** INPUT DATA follows **

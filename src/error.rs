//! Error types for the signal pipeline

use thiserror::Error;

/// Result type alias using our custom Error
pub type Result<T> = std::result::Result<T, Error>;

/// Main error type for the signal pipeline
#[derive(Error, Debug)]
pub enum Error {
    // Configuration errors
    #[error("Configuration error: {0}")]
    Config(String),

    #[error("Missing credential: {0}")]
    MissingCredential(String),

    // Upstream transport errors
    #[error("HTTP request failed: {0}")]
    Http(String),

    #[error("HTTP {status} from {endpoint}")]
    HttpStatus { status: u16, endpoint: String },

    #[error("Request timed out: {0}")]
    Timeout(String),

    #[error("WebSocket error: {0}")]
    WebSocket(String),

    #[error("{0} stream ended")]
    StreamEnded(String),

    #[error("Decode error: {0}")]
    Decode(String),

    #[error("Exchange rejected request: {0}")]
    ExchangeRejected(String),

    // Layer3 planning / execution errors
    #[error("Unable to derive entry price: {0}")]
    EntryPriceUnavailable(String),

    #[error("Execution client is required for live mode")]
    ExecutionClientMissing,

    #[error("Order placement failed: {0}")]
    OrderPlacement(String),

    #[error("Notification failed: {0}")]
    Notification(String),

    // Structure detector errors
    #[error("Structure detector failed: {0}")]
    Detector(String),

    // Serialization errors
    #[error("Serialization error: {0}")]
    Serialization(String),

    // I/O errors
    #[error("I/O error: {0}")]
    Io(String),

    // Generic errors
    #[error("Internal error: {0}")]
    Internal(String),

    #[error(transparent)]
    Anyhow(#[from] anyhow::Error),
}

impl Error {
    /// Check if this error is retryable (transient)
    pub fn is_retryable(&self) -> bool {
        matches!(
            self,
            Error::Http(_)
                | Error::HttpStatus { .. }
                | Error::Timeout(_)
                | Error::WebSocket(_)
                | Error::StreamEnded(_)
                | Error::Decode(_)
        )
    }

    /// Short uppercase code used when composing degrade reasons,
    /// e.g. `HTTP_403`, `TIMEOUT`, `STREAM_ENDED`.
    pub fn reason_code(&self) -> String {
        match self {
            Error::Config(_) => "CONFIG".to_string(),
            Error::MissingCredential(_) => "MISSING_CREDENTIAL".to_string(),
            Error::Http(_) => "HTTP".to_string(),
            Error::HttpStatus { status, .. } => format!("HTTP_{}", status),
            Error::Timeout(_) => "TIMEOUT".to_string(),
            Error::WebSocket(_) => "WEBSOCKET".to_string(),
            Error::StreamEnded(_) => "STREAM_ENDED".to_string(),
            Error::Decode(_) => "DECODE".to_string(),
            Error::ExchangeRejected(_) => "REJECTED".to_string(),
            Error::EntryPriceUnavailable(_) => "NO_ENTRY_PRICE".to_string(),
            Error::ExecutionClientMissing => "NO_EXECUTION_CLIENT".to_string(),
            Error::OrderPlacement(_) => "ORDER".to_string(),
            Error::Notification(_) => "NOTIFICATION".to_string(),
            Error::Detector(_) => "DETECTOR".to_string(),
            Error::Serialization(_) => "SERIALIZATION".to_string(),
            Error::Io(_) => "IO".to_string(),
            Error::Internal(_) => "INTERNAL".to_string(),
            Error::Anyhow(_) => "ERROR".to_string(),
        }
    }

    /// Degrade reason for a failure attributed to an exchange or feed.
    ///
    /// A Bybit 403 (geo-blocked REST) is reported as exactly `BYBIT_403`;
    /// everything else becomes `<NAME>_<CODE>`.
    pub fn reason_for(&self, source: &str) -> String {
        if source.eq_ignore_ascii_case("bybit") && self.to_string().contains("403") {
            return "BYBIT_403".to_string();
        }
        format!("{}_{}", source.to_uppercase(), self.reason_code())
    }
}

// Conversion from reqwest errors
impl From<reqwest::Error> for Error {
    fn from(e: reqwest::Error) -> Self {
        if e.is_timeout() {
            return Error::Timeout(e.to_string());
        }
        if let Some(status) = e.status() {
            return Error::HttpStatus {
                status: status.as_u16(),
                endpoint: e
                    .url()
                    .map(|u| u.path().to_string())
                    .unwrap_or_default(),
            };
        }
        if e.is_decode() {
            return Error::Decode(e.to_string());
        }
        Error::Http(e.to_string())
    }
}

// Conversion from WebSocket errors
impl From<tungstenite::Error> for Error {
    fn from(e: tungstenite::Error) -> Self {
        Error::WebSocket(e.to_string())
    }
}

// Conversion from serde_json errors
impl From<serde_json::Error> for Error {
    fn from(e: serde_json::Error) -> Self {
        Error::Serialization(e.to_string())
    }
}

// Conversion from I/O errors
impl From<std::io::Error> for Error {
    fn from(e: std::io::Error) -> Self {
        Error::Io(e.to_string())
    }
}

** End of INPUT DATA **
** INPUT DATA follows **

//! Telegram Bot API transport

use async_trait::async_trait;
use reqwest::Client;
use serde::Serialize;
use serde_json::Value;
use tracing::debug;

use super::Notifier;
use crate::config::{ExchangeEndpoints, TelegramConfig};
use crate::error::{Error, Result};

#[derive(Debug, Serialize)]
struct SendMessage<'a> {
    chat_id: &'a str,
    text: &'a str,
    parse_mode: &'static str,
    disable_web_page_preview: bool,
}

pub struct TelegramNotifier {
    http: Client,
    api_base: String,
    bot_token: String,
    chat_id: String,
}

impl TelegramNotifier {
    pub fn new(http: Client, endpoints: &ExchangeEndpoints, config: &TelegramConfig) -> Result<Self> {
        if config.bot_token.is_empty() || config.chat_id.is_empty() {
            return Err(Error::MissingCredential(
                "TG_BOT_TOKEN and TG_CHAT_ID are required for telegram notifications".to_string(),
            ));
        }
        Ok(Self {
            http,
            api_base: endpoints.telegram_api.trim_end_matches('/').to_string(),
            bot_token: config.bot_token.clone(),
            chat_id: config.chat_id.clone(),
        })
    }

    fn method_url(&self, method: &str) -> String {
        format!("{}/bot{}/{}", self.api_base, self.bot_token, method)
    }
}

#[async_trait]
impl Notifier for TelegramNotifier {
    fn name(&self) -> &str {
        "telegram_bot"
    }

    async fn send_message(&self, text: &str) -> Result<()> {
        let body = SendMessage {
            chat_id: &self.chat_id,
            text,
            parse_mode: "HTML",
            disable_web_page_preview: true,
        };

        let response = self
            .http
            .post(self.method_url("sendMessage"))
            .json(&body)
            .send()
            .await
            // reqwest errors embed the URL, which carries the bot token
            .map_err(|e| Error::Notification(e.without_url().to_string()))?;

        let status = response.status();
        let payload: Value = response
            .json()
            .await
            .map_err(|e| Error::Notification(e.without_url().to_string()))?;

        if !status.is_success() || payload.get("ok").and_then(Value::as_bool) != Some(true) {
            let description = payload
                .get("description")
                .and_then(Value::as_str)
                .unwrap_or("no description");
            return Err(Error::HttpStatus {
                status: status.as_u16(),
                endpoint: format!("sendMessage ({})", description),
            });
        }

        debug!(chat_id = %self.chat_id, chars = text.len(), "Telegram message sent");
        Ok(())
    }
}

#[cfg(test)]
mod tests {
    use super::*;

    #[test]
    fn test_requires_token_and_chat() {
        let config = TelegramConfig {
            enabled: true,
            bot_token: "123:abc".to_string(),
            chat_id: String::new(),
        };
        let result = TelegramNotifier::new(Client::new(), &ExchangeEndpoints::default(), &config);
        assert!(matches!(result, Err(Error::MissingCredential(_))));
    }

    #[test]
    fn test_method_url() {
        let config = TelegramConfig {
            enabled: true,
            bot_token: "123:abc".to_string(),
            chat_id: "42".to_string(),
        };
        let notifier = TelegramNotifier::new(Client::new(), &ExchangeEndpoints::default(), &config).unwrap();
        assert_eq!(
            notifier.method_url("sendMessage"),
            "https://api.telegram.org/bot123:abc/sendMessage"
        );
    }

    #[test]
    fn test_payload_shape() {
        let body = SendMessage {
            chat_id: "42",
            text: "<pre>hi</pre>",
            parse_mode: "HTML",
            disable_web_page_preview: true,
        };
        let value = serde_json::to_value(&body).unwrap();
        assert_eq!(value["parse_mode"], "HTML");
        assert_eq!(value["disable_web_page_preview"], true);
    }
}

** End of INPUT DATA **

**THE TASK:** Which of the lines above mention the word "response"? Pull those lines out.

**ANSWER SPACE:**
        let response = self
        let status = response.status();
        let payload: Value = response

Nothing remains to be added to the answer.